Knox Holy Week 2020 Devotional - Day #2: Monday
Matthew 21:12-17
“Jesus entered the temple courts and drove out all who were buying and selling there. He overturned the tables of the money changers and the benches of those selling doves. “It is written,” he said to them, “‘My house will be called a house of prayer,’ but you are making it ‘a den of robbers.’” The blind and the lame came to him at the temple, and he healed them. But when the chief priests and the teachers of the law saw the wonderful things he did and the children shouting in the temple courts, “Hosanna to the Son of David,” they were indignant.
“Do you hear what these children are saying?” they asked him.
“Yes,” replied Jesus, “have you never read,
“‘From the lips of children and infants
you, Lord, have called forth your praise’?”
And he left them and went out of the city to Bethany, where he spent the night.”
Throughout his life on earth, Jesus centred on the people society ignored, even rejected—children, women, the poor, the sick, the foreigner.

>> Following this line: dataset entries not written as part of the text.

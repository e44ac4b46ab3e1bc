//! Identity to profile resolution.
//!
//! A profile is found by walking an ordered list of lookup strategies. Each
//! strategy turns the identity into at most one [`ProfileFilter`]; the first
//! filter that matches exactly one row wins. With the default strategies the
//! chain is:
//!
//! 1. the identity's email
//! 2. the username recorded in the identity's metadata at registration
//!
//! Failures never escape: a store error or duplicate rows count as "not
//! found" for that step and the walk continues.

use std::sync::Arc;

use tracing::{debug, error, warn};

use larder_core::{Identity, Profile};

use crate::store::{ProfileFilter, ProfileStore, StoreError};

/// Derives the filter for one lookup step, or `None` to skip the step.
pub type LookupStrategy = fn(&Identity) -> Option<ProfileFilter>;

/// Look the profile up by the identity's email.
#[must_use]
pub fn by_email(identity: &Identity) -> Option<ProfileFilter> {
    identity.email.clone().map(ProfileFilter::Email)
}

/// Look the profile up by the username stored in identity metadata.
#[must_use]
pub fn by_username(identity: &Identity) -> Option<ProfileFilter> {
    identity.username().map(ProfileFilter::Username)
}

/// The default lookup chain: email, then username.
pub const DEFAULT_STRATEGIES: [LookupStrategy; 2] = [by_email, by_username];

/// Outcome of a single lookup step.
#[derive(Debug, Clone, PartialEq, Eq)]
pub enum LookupOutcome {
    Found,
    NotFound,
    /// The store failed; the message is kept for diagnostics.
    Failed(String),
    /// More than one row matched.
    Ambiguous { count: usize },
}

/// One executed lookup step.
#[derive(Debug, Clone, PartialEq, Eq)]
pub struct LookupAttempt {
    pub filter: ProfileFilter,
    pub outcome: LookupOutcome,
}

/// Full record of a resolution: the profile, if any, and every step taken.
#[derive(Debug, Clone, Default, PartialEq, Eq)]
pub struct Resolution {
    pub profile: Option<Profile>,
    pub attempts: Vec<LookupAttempt>,
}

/// Maps identities to profiles through a [`ProfileStore`].
///
/// Holds no cache; every call goes to the store.
#[derive(Clone)]
pub struct ProfileResolver {
    store: Arc<dyn ProfileStore>,
    strategies: Arc<[LookupStrategy]>,
}

impl ProfileResolver {
    /// Create a resolver using [`DEFAULT_STRATEGIES`].
    #[must_use]
    pub fn new(store: Arc<dyn ProfileStore>) -> Self {
        Self::with_strategies(store, DEFAULT_STRATEGIES.to_vec())
    }

    /// Create a resolver with a custom lookup chain, tried in order.
    #[must_use]
    pub fn with_strategies(store: Arc<dyn ProfileStore>, strategies: Vec<LookupStrategy>) -> Self {
        Self {
            store,
            strategies: strategies.into(),
        }
    }

    /// Resolve `identity` to its profile.
    pub async fn resolve(&self, identity: &Identity) -> Option<Profile> {
        self.resolve_detailed(identity).await.profile
    }

    /// Resolve `identity`, recording the outcome of every step attempted.
    pub async fn resolve_detailed(&self, identity: &Identity) -> Resolution {
        let mut resolution = Resolution::default();

        for (step, strategy) in self.strategies.iter().enumerate() {
            let Some(filter) = strategy(identity) else {
                continue;
            };

            let outcome = match self.store.find_one(&filter).await {
                Ok(Some(profile)) => {
                    debug!(
                        identity_id = %identity.id,
                        profile_id = %profile.id,
                        step,
                        %filter,
                        "profile resolved"
                    );
                    resolution.profile = Some(profile);
                    LookupOutcome::Found
                }
                Ok(None) => {
                    debug!(identity_id = %identity.id, step, %filter, "no profile matches");
                    LookupOutcome::NotFound
                }
                Err(StoreError::MultipleRows { count, .. }) => {
                    error!(
                        identity_id = %identity.id,
                        step,
                        %filter,
                        count,
                        "duplicate profiles for a unique lookup, ignoring step"
                    );
                    LookupOutcome::Ambiguous { count }
                }
                Err(e) => {
                    warn!(identity_id = %identity.id, step, %filter, error = %e, "profile lookup failed");
                    LookupOutcome::Failed(e.to_string())
                }
            };

            resolution.attempts.push(LookupAttempt { filter, outcome });
            if resolution.profile.is_some() {
                break;
            }
        }

        resolution
    }
}

impl std::fmt::Debug for ProfileResolver {
    fn fmt(&self, f: &mut std::fmt::Formatter<'_>) -> std::fmt::Result {
        f.debug_struct("ProfileResolver")
            .field("strategies", &self.strategies.len())
            .finish_non_exhaustive()
    }
}

#[cfg(test)]
#[allow(clippy::unwrap_used)]
mod tests {
    use std::collections::HashMap;
    use std::sync::Mutex;

    use async_trait::async_trait;
    use uuid::Uuid;

    use larder_core::{Email, IdentityId, ProfileId, USERNAME_METADATA_KEY, UserType, Username};

    use super::*;

    /// Store answering from a fixed table of results keyed by filter text.
    #[derive(Default)]
    struct FixedStore {
        answers: HashMap<String, Result<Option<Profile>, &'static str>>,
        calls: Mutex<Vec<String>>,
    }

    impl FixedStore {
        fn answer(mut self, filter: &str, answer: Result<Option<Profile>, &'static str>) -> Self {
            self.answers.insert(filter.to_owned(), answer);
            self
        }
    }

    #[async_trait]
    impl ProfileStore for FixedStore {
        async fn find_one(&self, filter: &ProfileFilter) -> Result<Option<Profile>, StoreError> {
            let key = filter.to_string();
            self.calls.lock().unwrap().push(key.clone());
            match self.answers.get(&key) {
                None | Some(Ok(None)) => Ok(None),
                Some(Ok(Some(profile))) => Ok(Some(profile.clone())),
                Some(Err("duplicate")) => Err(StoreError::MultipleRows {
                    filter: key,
                    count: 2,
                }),
                Some(Err(message)) => Err(StoreError::Unavailable((*message).to_owned())),
            }
        }
    }

    fn profile(id: i32) -> Profile {
        Profile {
            id: ProfileId::new(id),
            email: Email::parse("a@b.com").unwrap(),
            username: Username::parse("alice").unwrap(),
            first_name: "Alice".to_owned(),
            last_name: "Liddell".to_owned(),
            user_type: UserType::Customer,
        }
    }

    fn identity(email: Option<&str>, username: Option<&str>) -> Identity {
        let identity = Identity::new(
            IdentityId::new(Uuid::nil()),
            email.map(|e| Email::parse(e).unwrap()),
        );
        match username {
            Some(username) => identity.with_metadata(USERNAME_METADATA_KEY, username),
            None => identity,
        }
    }

    async fn run(store: FixedStore, identity: &Identity) -> (Resolution, Vec<String>) {
        let store = Arc::new(store);
        let resolver = ProfileResolver::new(store.clone());
        let resolution = resolver.resolve_detailed(identity).await;
        let calls = store.calls.lock().unwrap().clone();
        (resolution, calls)
    }

    #[tokio::test]
    async fn test_email_match_skips_username() {
        let store = FixedStore::default().answer("email = a@b.com", Ok(Some(profile(7))));
        let (resolution, calls) = run(store, &identity(Some("a@b.com"), Some("alice"))).await;

        assert_eq!(resolution.profile.unwrap().id, ProfileId::new(7));
        assert_eq!(calls, ["email = a@b.com"]);
    }

    #[tokio::test]
    async fn test_username_fallback() {
        let store = FixedStore::default().answer("username = alice", Ok(Some(profile(9))));
        let (resolution, calls) = run(store, &identity(Some("a@b.com"), Some("alice"))).await;

        assert_eq!(resolution.profile.unwrap().id, ProfileId::new(9));
        assert_eq!(calls, ["email = a@b.com", "username = alice"]);
        assert_eq!(resolution.attempts[0].outcome, LookupOutcome::NotFound);
        assert_eq!(resolution.attempts[1].outcome, LookupOutcome::Found);
    }

    #[tokio::test]
    async fn test_no_username_means_single_lookup() {
        let (resolution, calls) = run(FixedStore::default(), &identity(Some("a@b.com"), None)).await;
        assert!(resolution.profile.is_none());
        assert_eq!(calls, ["email = a@b.com"]);
    }

    #[tokio::test]
    async fn test_missing_email_goes_straight_to_username() {
        let store = FixedStore::default().answer("username = alice", Ok(Some(profile(9))));
        let (resolution, calls) = run(store, &identity(None, Some("alice"))).await;
        assert!(resolution.profile.is_some());
        assert_eq!(calls, ["username = alice"]);
    }

    #[tokio::test]
    async fn test_store_failure_falls_through() {
        let store = FixedStore::default()
            .answer("email = a@b.com", Err("connection reset"))
            .answer("username = alice", Ok(Some(profile(9))));
        let (resolution, _) = run(store, &identity(Some("a@b.com"), Some("alice"))).await;

        assert!(matches!(
            resolution.attempts[0].outcome,
            LookupOutcome::Failed(ref message) if message.contains("connection reset")
        ));
        assert_eq!(resolution.profile.unwrap().id, ProfileId::new(9));
    }

    #[tokio::test]
    async fn test_duplicates_are_ambiguous() {
        let store = FixedStore::default()
            .answer("email = a@b.com", Err("duplicate"))
            .answer("username = alice", Err("duplicate"));
        let (resolution, _) = run(store, &identity(Some("a@b.com"), Some("alice"))).await;

        assert!(resolution.profile.is_none());
        assert!(
            resolution
                .attempts
                .iter()
                .all(|a| a.outcome == LookupOutcome::Ambiguous { count: 2 })
        );
    }

    #[tokio::test]
    async fn test_custom_strategies() {
        let store = Arc::new(
            FixedStore::default().answer("username = alice", Ok(Some(profile(9)))),
        );
        let resolver = ProfileResolver::with_strategies(store.clone(), vec![by_username]);

        let found = resolver
            .resolve(&identity(Some("a@b.com"), Some("alice")))
            .await;

        assert!(found.is_some());
        assert_eq!(*store.calls.lock().unwrap(), ["username = alice"]);
    }
}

Once Jesus entered Jerusalem, preaching at the temple, he drove out the rich sellers who had staked space there. In their place Jesus drew in the lame and the blind, the disabled people no one would listen to or honour. Jesus inspired children to raucously declare truth that so many “wiser” adults were too blinded by tradition and pride to see. “Hosanna to the Son of David” shouted the young, unlearned, innocent, snotty-nosed, rowdy children.

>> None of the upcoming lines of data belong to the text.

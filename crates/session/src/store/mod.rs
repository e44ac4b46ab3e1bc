//! Profile lookup boundary.
//!
//! The session engine never writes profiles. It only asks the store for the
//! single row matching one column, through [`ProfileStore::find_one`].
//! [`PgProfileStore`] is the `PostgreSQL` implementation.
//!
//! # Migrations
//!
//! The profile table definition lives in `crates/session/migrations/` and is
//! applied with:
//! ```bash
//! cargo run -p larder-cli -- migrate
//! ```

mod postgres;

pub use postgres::{PgProfileStore, ProfileTable, ProfileTableError, create_pool};

use std::fmt;

use async_trait::async_trait;
use thiserror::Error;

use larder_core::{Email, Profile, Username};

/// Single-column equality filter for a profile lookup.
#[derive(Debug, Clone, PartialEq, Eq)]
pub enum ProfileFilter {
    Email(Email),
    Username(Username),
}

impl ProfileFilter {
    /// Column name the filter applies to.
    #[must_use]
    pub const fn column(&self) -> &'static str {
        match self {
            Self::Email(_) => "email",
            Self::Username(_) => "username",
        }
    }

    /// The value compared against [`Self::column`].
    #[must_use]
    pub fn value(&self) -> &str {
        match self {
            Self::Email(email) => email.as_str(),
            Self::Username(username) => username.as_str(),
        }
    }
}

impl fmt::Display for ProfileFilter {
    fn fmt(&self, f: &mut fmt::Formatter<'_>) -> fmt::Result {
        write!(f, "{} = {}", self.column(), self.value())
    }
}

/// Errors that can occur during profile lookups.
#[derive(Debug, Error)]
pub enum StoreError {
    /// Database error from sqlx.
    #[error("database error: {0}")]
    Database(#[from] sqlx::Error),

    /// More than one profile matched a filter that should be unique.
    #[error("{count} profiles match {filter}")]
    MultipleRows {
        /// The filter that matched, rendered for logs.
        filter: String,
        /// Number of rows seen (lookups stop counting at two).
        count: usize,
    },

    /// Data in the database is corrupted or invalid.
    #[error("data corruption: {0}")]
    DataCorruption(String),

    /// The store could not be reached for a reason other than the database.
    #[error("store unavailable: {0}")]
    Unavailable(String),
}

/// Read access to application profiles.
#[async_trait]
pub trait ProfileStore: Send + Sync {
    /// Find the single profile matching `filter`.
    ///
    /// `Ok(None)` when no row matches. Implementations must return
    /// [`StoreError::MultipleRows`] rather than pick one of several matches.
    async fn find_one(&self, filter: &ProfileFilter) -> Result<Option<Profile>, StoreError>;
}

#[cfg(test)]
#[allow(clippy::unwrap_used)]
mod tests {
    use super::*;

    #[test]
    fn test_filter_display() {
        let filter = ProfileFilter::Email(Email::parse("a@b.com").unwrap());
        assert_eq!(filter.to_string(), "email = a@b.com");

        let filter = ProfileFilter::Username(Username::parse("alice").unwrap());
        assert_eq!(filter.column(), "username");
        assert_eq!(filter.value(), "alice");
    }

    #[test]
    fn test_duplicate_rows_display() {
        let duplicate = StoreError::MultipleRows {
            filter: "email = a@b.com".to_owned(),
            count: 2,
        };
        assert_eq!(duplicate.to_string(), "2 profiles match email = a@b.com");
    }
}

In this time of having to pivot to an almost exclusively online or by-phone way of doing church I’ve had to confront the ways in which I’ve ignored voices that Jesus centres. Like the voice of our elderly shut-ins who can’t make it to church, who are so glad for the live stream on Sundays so they can participate in corporate worship. They’ve experienced social distancing for years, their needs have always mattered to God and now their needs are serving to teach us how to worship together even at a distance.
I’ve also seen how having a regular children’s moment in the middle of our main worship service has drawn my own children more deeply into corporate worship, and all the adults are just as deeply blessed by simple stories that make us laugh and think. Perhaps the way we teach kids is actually good soul-food for all ages. The things that reveal the Kingdom to the hearts of children are what we all need. The messy, loudness of the children shouting truth glorified Jesus back then and continues to, just like the spunky jingle of our kids' moment and the silly joy of Pr. Natasha’s sock puppets glorify God. They don’t belong in a separate room just for kids, they belong in the middle of the temple.

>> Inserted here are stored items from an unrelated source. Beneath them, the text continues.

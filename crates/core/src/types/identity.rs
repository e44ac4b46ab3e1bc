//! Authenticated principal as issued by the identity provider.

use serde::{Deserialize, Serialize};

use crate::{Email, IdentityId, Username};

/// Metadata key under which registration records the chosen username.
pub const USERNAME_METADATA_KEY: &str = "username";

/// An authenticated principal for the current session.
///
/// Owned by the identity provider and replaced wholesale on every session
/// event; nothing in Larder mutates one in place.
#[derive(Debug, Clone, PartialEq, Serialize, Deserialize)]
pub struct Identity {
    pub id: IdentityId,
    /// Phone-only or anonymous principals have no email.
    pub email: Option<Email>,
    #[serde(default)]
    pub metadata: serde_json::Map<String, serde_json::Value>,
}

impl Identity {
    /// Create an identity with empty metadata.
    #[must_use]
    pub fn new(id: IdentityId, email: Option<Email>) -> Self {
        Self {
            id,
            email,
            metadata: serde_json::Map::new(),
        }
    }

    /// Attach a metadata entry, replacing any previous value for `key`.
    #[must_use]
    pub fn with_metadata(mut self, key: &str, value: impl Into<serde_json::Value>) -> Self {
        self.metadata.insert(key.to_owned(), value.into());
        self
    }

    /// The username recorded in metadata, if it is a non-blank string.
    #[must_use]
    pub fn username(&self) -> Option<Username> {
        self.metadata
            .get(USERNAME_METADATA_KEY)
            .and_then(serde_json::Value::as_str)
            .and_then(|raw| Username::parse(raw).ok())
    }
}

Another voice I’m learning from right now is the disabled community, who have been navigating online tools for community building for a long time and are so good at making those online spaces holy and sacred. Barriers to in-person gatherings are not new to the disabled community and we have so much to learn from them about not looking down on, or not feeling like “this is second best” to online gatherings. The Spirit moves just as powerfully on the Youtube stream and Zoom calls, and so much of our ability to experience that is our heart posture. Do we go into online gatherings expectant and hopeful - listening!
PRAYER PROMPTS
Pray for every church and Christian group meeting virtually in this season, for the Spirit to move powerfully through these gatherings and for stable internet connections.
Pray for all those who are not able to connect virtually or by phone.
Ask God to reveal to you any ways you have been closed off from receiving the full gift of online gatherings. Confess these to God and ask for new openness, new ears to hear and new eyes to see.